━━ Data provided
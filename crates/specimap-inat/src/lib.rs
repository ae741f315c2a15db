//! Client and aggregation pipeline for the upstream observation provider:
//! query construction, raw-record normalization, admission filtering, and
//! leaderboard assembly.

mod client;
mod error;
mod filter;
mod normalize;
mod query;
mod types;

pub use client::{InatClient, LEADER_POSITIONS};
pub use error::InatError;
pub use filter::admit;
pub use normalize::normalize;
pub use query::{leaderboard_url, observation_url, LeaderRole};
pub use types::{
    LeaderPage, ObservationPage, RawGeoJson, RawLeaderEntry, RawObservation, RawObservedOn,
    RawPhoto, RawTaxon, RawUser,
};
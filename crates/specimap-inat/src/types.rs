//! Wire types for the upstream observation provider.
//!
//! These model the raw JSON as loosely as the provider actually sends it:
//! every field that has ever been observed missing is an explicit `Option`
//! or defaulted container. Validation happens in the normalizer, not here.

use serde::Deserialize;

/// Paged envelope wrapping every list endpoint.
#[derive(Debug, Deserialize)]
pub struct ObservationPage {
    #[serde(default)]
    pub total_results: u64,
    #[serde(default)]
    pub page: u64,
    #[serde(default)]
    pub per_page: u64,
    #[serde(default)]
    pub results: Vec<RawObservation>,
}

/// One raw sighting record, before validation.
#[derive(Debug, Deserialize)]
pub struct RawObservation {
    #[serde(default)]
    pub photos: Vec<RawPhoto>,
    #[serde(default)]
    pub geojson: Option<RawGeoJson>,
    #[serde(default)]
    pub user: Option<RawUser>,
    #[serde(default)]
    pub observed_on_details: Option<RawObservedOn>,
    #[serde(default)]
    pub species_guess: Option<String>,
    #[serde(default)]
    pub taxon: Option<RawTaxon>,
    #[serde(default)]
    pub place_guess: Option<String>,
    #[serde(default)]
    pub quality_grade: Option<String>,
}

/// A photo attachment. `url` points at the `square` size variant; other
/// sizes are derived by substituting that token.
#[derive(Debug, Deserialize)]
pub struct RawPhoto {
    #[serde(default)]
    pub url: String,
}

/// GeoJSON point as the provider sends it: a bare coordinate pair.
#[derive(Debug, Deserialize)]
pub struct RawGeoJson {
    #[serde(default)]
    pub coordinates: Vec<f64>,
}

/// The contributor attached to a record or leaderboard row.
#[derive(Debug, Deserialize)]
pub struct RawUser {
    #[serde(default)]
    pub login: Option<String>,
    #[serde(default)]
    pub id: Option<i64>,
    #[serde(default)]
    pub icon: Option<String>,
}

#[derive(Debug, Deserialize)]
pub struct RawObservedOn {
    #[serde(default)]
    pub date: Option<String>,
}

#[derive(Debug, Deserialize)]
pub struct RawTaxon {
    #[serde(default)]
    pub preferred_common_name: Option<String>,
}

/// Paged envelope for the per-role leaderboard endpoints.
#[derive(Debug, Deserialize)]
pub struct LeaderPage {
    #[serde(default)]
    pub results: Vec<RawLeaderEntry>,
}

/// One ranked contributor. The count field differs by role: observers carry
/// `observation_count`, identifiers carry a generic `count`.
#[derive(Debug, Deserialize)]
pub struct RawLeaderEntry {
    #[serde(default)]
    pub user: Option<RawUser>,
    #[serde(default)]
    pub observation_count: Option<u32>,
    #[serde(default)]
    pub count: Option<u32>,
}
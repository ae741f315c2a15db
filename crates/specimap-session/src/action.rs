use specimap_core::{Coordinate, DisplayOptions, ResultBundle};

/// The display surface currently routed to in the map navbar.
#[derive(Debug, Clone, Copy, PartialEq, Eq, Default)]
pub enum ActivePanel {
    Locations,
    #[default]
    Images,
    Leaderboard,
}

/// Every mutation of [`crate::SessionState`] funnels through one of these.
#[derive(Debug, Clone)]
pub enum SessionAction {
    /// The authoritative coordinate changed (map click, geolocation, fallback).
    SetCoordinates(Coordinate),
    /// Full replacement of the display options (filter form submission).
    SetDisplayOptions(DisplayOptions),
    /// Pure UI routing; never triggers a fetch.
    SetActivePanel(ActivePanel),
    /// Fetch-in-flight indicator for the display surfaces.
    SetLoading(bool),
    /// Replaces observations, images, and leaderboards wholesale; implies
    /// `loading = false`, resets the gallery index to 0, and re-derives the
    /// credentials.
    SetFetchResult(ResultBundle),
    /// Re-derives the gallery credentials from the observation at this
    /// index (fired on every gallery slide).
    SetCredentials(usize),
}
━━━━
- _Prompt_
Every record above must be printed again exactly as it stands.

- _Answer to this exercise_
filename crates/specimap-inat/src/lib.rs
repository ae741f315c2a15db
//! Client and aggregation pipeline for the upstream observation provider:
//! query construction, raw-record normalization, admission filtering, and
//! leaderboard assembly.

mod client;
mod error;
mod filter;
mod normalize;
mod query;
mod types;

pub use client::{InatClient, LEADER_POSITIONS};
pub use error::InatError;
pub use filter::admit;
pub use normalize::normalize;
pub use query::{leaderboard_url, observation_url, LeaderRole};
pub use types::{
    LeaderPage, ObservationPage, RawGeoJson, RawLeaderEntry, RawObservation, RawObservedOn,
    RawPhoto, RawTaxon, RawUser,
};
filename crates/specimap-inat/src/types.rs
//! Wire types for the upstream observation provider.
//!
//! These model the raw JSON as loosely as the provider actually sends it:
//! every field that has ever been observed missing is an explicit `Option`
//! or defaulted container. Validation happens in the normalizer, not here.

use serde::Deserialize;

/// Paged envelope wrapping every list endpoint.
#[derive(Debug, Deserialize)]
pub struct ObservationPage {
    #[serde(default)]
    pub total_results: u64,
    #[serde(default)]
    pub page: u64,
    #[serde(default)]
    pub per_page: u64,
    #[serde(default)]
    pub results: Vec<RawObservation>,
}

/// One raw sighting record, before validation.
#[derive(Debug, Deserialize)]
pub struct RawObservation {
    #[serde(default)]
    pub photos: Vec<RawPhoto>,
    #[serde(default)]
    pub geojson: Option<RawGeoJson>,
    #[serde(default)]
    pub user: Option<RawUser>,
    #[serde(default)]
    pub observed_on_details: Option<RawObservedOn>,
    #[serde(default)]
    pub species_guess: Option<String>,
    #[serde(default)]
    pub taxon: Option<RawTaxon>,
    #[serde(default)]
    pub place_guess: Option<String>,
    #[serde(default)]
    pub quality_grade: Option<String>,
}

/// A photo attachment. `url` points at the `square` size variant; other
/// sizes are derived by substituting that token.
#[derive(Debug, Deserialize)]
pub struct RawPhoto {
    #[serde(default)]
    pub url: String,
}

/// GeoJSON point as the provider sends it: a bare coordinate pair.
#[derive(Debug, Deserialize)]
pub struct RawGeoJson {
    #[serde(default)]
    pub coordinates: Vec<f64>,
}

/// The contributor attached to a record or leaderboard row.
#[derive(Debug, Deserialize)]
pub struct RawUser {
    #[serde(default)]
    pub login: Option<String>,
    #[serde(default)]
    pub id: Option<i64>,
    #[serde(default)]
    pub icon: Option<String>,
}

#[derive(Debug, Deserialize)]
pub struct RawObservedOn {
    #[serde(default)]
    pub date: Option<String>,
}

#[derive(Debug, Deserialize)]
pub struct RawTaxon {
    #[serde(default)]
    pub preferred_common_name: Option<String>,
}

/// Paged envelope for the per-role leaderboard endpoints.
#[derive(Debug, Deserialize)]
pub struct LeaderPage {
    #[serde(default)]
    pub results: Vec<RawLeaderEntry>,
}

/// One ranked contributor. The count field differs by role: observers carry
/// `observation_count`, identifiers carry a generic `count`.
#[derive(Debug, Deserialize)]
pub struct RawLeaderEntry {
    #[serde(default)]
    pub user: Option<RawUser>,
    #[serde(default)]
    pub observation_count: Option<u32>,
    #[serde(default)]
    pub count: Option<u32>,
}
repository ae741f315c2a15db
filename crates/specimap-session/src/action.rs
use specimap_core::{Coordinate, DisplayOptions, ResultBundle};

/// The display surface currently routed to in the map navbar.
#[derive(Debug, Clone, Copy, PartialEq, Eq, Default)]
pub enum ActivePanel {
    Locations,
    #[default]
    Images,
    Leaderboard,
}

/// Every mutation of [`crate::SessionState`] funnels through one of these.
#[derive(Debug, Clone)]
pub enum SessionAction {
    /// The authoritative coordinate changed (map click, geolocation, fallback).
    SetCoordinates(Coordinate),
    /// Full replacement of the display options (filter form submission).
    SetDisplayOptions(DisplayOptions),
    /// Pure UI routing; never triggers a fetch.
    SetActivePanel(ActivePanel),
    /// Fetch-in-flight indicator for the display surfaces.
    SetLoading(bool),
    /// Replaces observations, images, and leaderboards wholesale; implies
    /// `loading = false`, resets the gallery index to 0, and re-derives the
    /// credentials.
    SetFetchResult(ResultBundle),
    /// Re-derives the gallery credentials from the observation at this
    /// index (fired on every gallery slide).
    SetCredentials(usize),
}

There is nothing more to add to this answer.